Though the U.S. has only 5 percent of the world's female population, it accounts for nearly 30 percent of incarcerated women globally, according to a new report by the non-profit Prison Policy Initiative.

"[Women] make up a small portion of our prison population, but they are a growing one," said Aleks Kajstura, legal director at Prison Policy Initiative and co-author of the report.

Currently, the U.S. incarcerates women at a rate of 127 per 100,000. Approximately 206,000 women are in the country's prisons and jails, according to U.S. Census data.

Over the past four decades, the rate of women imprisoned in the U.S. has risen sharply. The Sentencing Project calculated that the number of women in prison is increasing at nearly double the rate of men.

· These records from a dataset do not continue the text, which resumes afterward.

/// 版本 → 存储路径解析
///
/// 桌面版共用一个存储目录，服务器版按发行年份各自独立。
/// 未识别的版本回落到桌面目录并告警，不报错。

use std::path::{Path, PathBuf};

use common::{Error, Result};
use tracing::{debug, info, warn};

/// UI 版本字符串 → 镜像版本标识
const VERSION_ALIASES: &[(&str, &str)] = &[
    ("11-pro", "11"),
    ("11-enterprise", "11e"),
    ("11-ltsc", "11l"),
    ("10-pro", "10"),
    ("10-enterprise", "10e"),
    ("10-ltsc", "10l"),
    ("8-enterprise", "8e"),
    ("8.1-enterprise", "8e"),
    ("7-ultimate", "7u"),
    ("vista-ultimate", "vu"),
    ("2000", "2k"),
];

const DESKTOP_PREFIXES: &[&str] = &["11", "10", "8", "7", "vista", "vu", "xp", "2k", "win"];

const SERVER_YEARS: &[&str] = &["2025", "2022", "2019", "2016", "2012", "2008", "2003"];

/// 规范化版本字符串：去空白、小写、应用别名；未知字符串原样（小写）返回
pub fn normalize_version(raw: &str) -> String {
    let v = raw.trim().to_lowercase();
    VERSION_ALIASES
        .iter()
        .find(|(alias, _)| *alias == v)
        .map(|(_, flag)| flag.to_string())
        .unwrap_or(v)
}

/// 版本族 → 存储路径表，构造后不可变
#[derive(Debug, Clone)]
pub struct VersionTable {
    desktop: PathBuf,
    servers: Vec<(&'static str, PathBuf)>,
}

impl VersionTable {
    /// 在给定根目录下生成标准布局
    pub fn standard(root: &Path) -> Self {
        Self {
            desktop: root.join("windows-desktop"),
            servers: SERVER_YEARS
                .iter()
                .map(|year| (*year, root.join(format!("windows-server-{}", year))))
                .collect(),
        }
    }

    pub fn desktop_path(&self) -> &Path {
        &self.desktop
    }

    fn lookup(&self, tag: &str) -> Option<&Path> {
        if let Some((_, path)) = self.servers.iter().find(|(year, _)| tag.starts_with(year)) {
            return Some(path);
        }
        if DESKTOP_PREFIXES.iter().any(|p| tag.starts_with(p)) {
            return Some(&self.desktop);
        }
        None
    }
}

pub struct VersionResolver {
    table: VersionTable,
    uid: u32,
    gid: u32,
}

impl VersionResolver {
    pub fn new(table: VersionTable, uid: u32, gid: u32) -> Self {
        Self { table, uid, gid }
    }

    pub fn owner(&self) -> (u32, u32) {
        (self.uid, self.gid)
    }

    /// 解析版本对应的存储路径
    pub fn resolve_path(&self, tag: &str) -> PathBuf {
        let normalized = normalize_version(tag);
        match self.table.lookup(&normalized) {
            Some(path) => {
                debug!("版本 {} 使用存储路径 {}", normalized, path.display());
                path.to_path_buf()
            }
            None => {
                warn!(
                    "未识别的版本 {}，回落到默认存储路径 {}",
                    tag,
                    self.table.desktop_path().display()
                );
                self.table.desktop_path().to_path_buf()
            }
        }
    }

    /// 确保目录存在并归属运行用户；可重复调用
    pub async fn ensure_directory(&self, path: &Path) -> Result<()> {
        let path = path.to_path_buf();
        let (uid, gid) = (self.uid, self.gid);

        tokio::task::spawn_blocking(move || {
            if !path.exists() {
                info!("创建存储目录: {}", path.display());
            }
            // create_dir_all 对已存在目录与并发创建都是成功
            std::fs::create_dir_all(&path).map_err(|e| {
                Error::Storage(format!("创建目录 {} 失败: {}", path.display(), e))
            })?;
            std::os::unix::fs::chown(&path, Some(uid), Some(gid)).map_err(|e| {
                Error::Storage(format!(
                    "设置目录 {} 属主 {}:{} 失败: {}",
                    path.display(),
                    uid,
                    gid,
                    e
                ))
            })?;
            Ok(())
        })
        .await
        .map_err(|e| Error::Internal(format!("目录任务异常退出: {}", e)))?
    }
}
/// 检查点持久化
///
/// 每个检查点一个目录：
/// - `metadata.json`：概要与当前状态
/// - `snapshot.json`：变更前快照，只写一次
/// - `rollback_info.json`：回滚后写入

use std::path::{Path, PathBuf};

use common::models::{Checkpoint, CheckpointSnapshot, CheckpointSummary, RollbackRecord};
use common::utils::{days_ago, is_valid_id};
use common::{Error, Result};
use serde::de::DeserializeOwned;
use serde::Serialize;
use tracing::{debug, info, warn};

const METADATA_FILE: &str = "metadata.json";
const SNAPSHOT_FILE: &str = "snapshot.json";
const ROLLBACK_FILE: &str = "rollback_info.json";

#[derive(Debug, Clone)]
pub struct CheckpointStore {
    root: PathBuf,
}

impl CheckpointStore {
    pub fn new(root: impl Into<PathBuf>) -> Self {
        Self { root: root.into() }
    }

    /// 只接受 `generate_id` 生成的 ID，其余一律视为不存在
    fn dir(&self, id: &str) -> Result<PathBuf> {
        if !is_valid_id(id) {
            return Err(Error::NotFound(format!("检查点 {}", id)));
        }
        Ok(self.root.join(id))
    }

    async fn write_json<T: Serialize>(path: &Path, value: &T) -> Result<()> {
        let bytes = serde_json::to_vec_pretty(value)?;
        tokio::fs::write(path, bytes)
            .await
            .map_err(|e| Error::Storage(format!("写入 {} 失败: {}", path.display(), e)))
    }

    async fn read_json<T: DeserializeOwned>(path: &Path) -> Result<T> {
        let bytes = tokio::fs::read(path)
            .await
            .map_err(|e| Error::Storage(format!("读取 {} 失败: {}", path.display(), e)))?;
        Ok(serde_json::from_slice(&bytes)?)
    }

    /// 新建检查点目录并写入快照
    pub async fn create(&self, checkpoint: &Checkpoint) -> Result<()> {
        let dir = self.dir(&checkpoint.id)?;
        tokio::fs::create_dir_all(&dir)
            .await
            .map_err(|e| Error::Storage(format!("创建目录 {} 失败: {}", dir.display(), e)))?;

        Self::write_json(&dir.join(SNAPSHOT_FILE), &checkpoint.snapshot).await?;
        Self::write_json(&dir.join(METADATA_FILE), &checkpoint.summary()).await?;
        debug!("检查点已持久化: {}", dir.display());
        Ok(())
    }

    /// 更新状态
    pub async fn update(&self, checkpoint: &Checkpoint) -> Result<()> {
        let path = self.dir(&checkpoint.id)?.join(METADATA_FILE);
        Self::write_json(&path, &checkpoint.summary()).await
    }

    pub async fn record_rollback(&self, record: &RollbackRecord) -> Result<()> {
        let path = self.dir(&record.checkpoint_id)?.join(ROLLBACK_FILE);
        Self::write_json(&path, record).await
    }

    pub async fn load(&self, id: &str) -> Result<Checkpoint> {
        let dir = self.dir(id)?;
        if !dir.join(METADATA_FILE).exists() {
            return Err(Error::NotFound(format!("检查点 {}", id)));
        }
        let summary: CheckpointSummary = Self::read_json(&dir.join(METADATA_FILE)).await?;
        let snapshot: CheckpointSnapshot = Self::read_json(&dir.join(SNAPSHOT_FILE)).await?;

        Ok(Checkpoint {
            id: summary.id,
            deployment: summary.deployment,
            created_at: summary.created_at,
            timeout_secs: summary.timeout_secs,
            monitoring: summary.monitoring,
            change_kind: summary.change_kind,
            state: summary.state,
            resolved_at: summary.resolved_at,
            note: summary.note,
            snapshot,
        })
    }

    pub async fn rollback_record(&self, id: &str) -> Result<Option<RollbackRecord>> {
        let path = self.dir(id)?.join(ROLLBACK_FILE);
        if !path.exists() {
            return Ok(None);
        }
        Ok(Some(Self::read_json(&path).await?))
    }

    async fn summaries(&self) -> Result<Vec<(PathBuf, CheckpointSummary)>> {
        let mut out = Vec::new();
        let mut entries = match tokio::fs::read_dir(&self.root).await {
            Ok(entries) => entries,
            Err(e) if e.kind() == std::io::ErrorKind::NotFound => return Ok(out),
            Err(e) => {
                return Err(Error::Storage(format!(
                    "读取目录 {} 失败: {}",
                    self.root.display(),
                    e
                )))
            }
        };

        while let Some(entry) = entries
            .next_entry()
            .await
            .map_err(|e| Error::Storage(e.to_string()))?
        {
            let meta = entry.path().join(METADATA_FILE);
            if !meta.exists() {
                continue;
            }
            match Self::read_json::<CheckpointSummary>(&meta).await {
                Ok(summary) => out.push((entry.path(), summary)),
                Err(e) => warn!("跳过损坏的检查点 {}: {}", entry.path().display(), e),
            }
        }
        Ok(out)
    }

    /// 历史记录，最新的在前；`days` 限定创建时间范围
    pub async fn history(&self, days: Option<i64>) -> Result<Vec<CheckpointSummary>> {
        let cutoff = days.map(|d| days_ago(d, "days")).transpose()?;
        let mut history: Vec<CheckpointSummary> = self
            .summaries()
            .await?
            .into_iter()
            .map(|(_, s)| s)
            .filter(|s| cutoff.map_or(true, |c| s.created_at >= c))
            .collect();
        history.sort_by(|a, b| b.created_at.cmp(&a.created_at));
        Ok(history)
    }

    /// 删除早于 `days_to_keep` 天且已结束的检查点，返回删除数量
    pub async fn cleanup(&self, days_to_keep: i64) -> Result<usize> {
        let cutoff = days_ago(days_to_keep, "days_to_keep")?;
        let mut removed = 0;

        for (dir, summary) in self.summaries().await? {
            if summary.created_at >= cutoff || !summary.state.is_resolved() {
                continue;
            }
            tokio::fs::remove_dir_all(&dir)
                .await
                .map_err(|e| Error::Storage(format!("删除 {} 失败: {}", dir.display(), e)))?;
            info!("已清理过期检查点: {}", summary.id);
            removed += 1;
        }
        Ok(removed)
    }
}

The report also broke down the incarceration rate for each U.S. state, and compared those rates to countries around the world. West Virginia incarcerates more women than any other jurisdiction on earth, with a rate of 273 women incarcerated per 100,000. Illinois' incarceration rate, at 88 women per 100,000, is about equal to that of El Salvador, where, the report notes, abortion is illegal and women can be jailed for having miscarriages.

"What was surprising is the degree to which the U.S. treatment of women was out of sync with the rest of the world," Kajstura said. "Compared to the incarceration of men in the U.S., the women's rate is a lot lower. But if you look at how other countries incarcerate women, it's still completely out of whack what the U.S. does."

She pointed to Rhode Island, which is praised as having the lowest incarceration rate of women in the U.S. But if it were a country, Rhode Island would boast the 15th highest incarceration rate in the world.

"Within the U.S., talking about state to state policy, we might look to some place like Rhode Island or Massachusetts or Vermont as a model, but we really need to look well beyond that," Kajstura said. "You can't treat something that is 15th worst in the world as a model if you want to really reduce incarceration to a level that's appropriate."

Prison Policy Initiative

Tamar Kraft-Stolar, co-director of the Women and Justice Project, said it is critical to understand not just how many women the U.S. puts in prison, but who is incarcerated and why.

"It's not just any woman we lock up in the country," she said, adding that a disproportionate number of women in prison are women of color and women from low-income communities -- the majority of whom are mothers.

"Most women are in prison for crimes directly related to social inequity -- poverty, addiction, mental illness, domestic violence and trauma," she said.

According to the Bureau of Justice Statistics, in 2014, 59 percent of women in federal prison were serving time for drug offenses and 4 percent were in prison for violent offenses. In state prisons, 24 percent of women in 2013 were incarcerated for drug offenses, and 37 percent were imprisoned for violent offenses.

“It's a direct reflection of our society's destructive over-reliance on incarceration as a response to problems that are social and economic at their core.”

The majority of incarcerated women have histories of physical or sexual abuse prior to their incarceration. While black women represent only 13 percent of the total U.S. female population, they make up 30 percent of incarcerated women.

"Those realities are not a coincidence: It's a direct reflection of our criminal justice system's racism and exclusive targeting of marginalized communities, and it's a direct reflection of our society's destructive over-reliance on incarceration as a response to problems that are social and economic at their core," Kraft-Stolar said.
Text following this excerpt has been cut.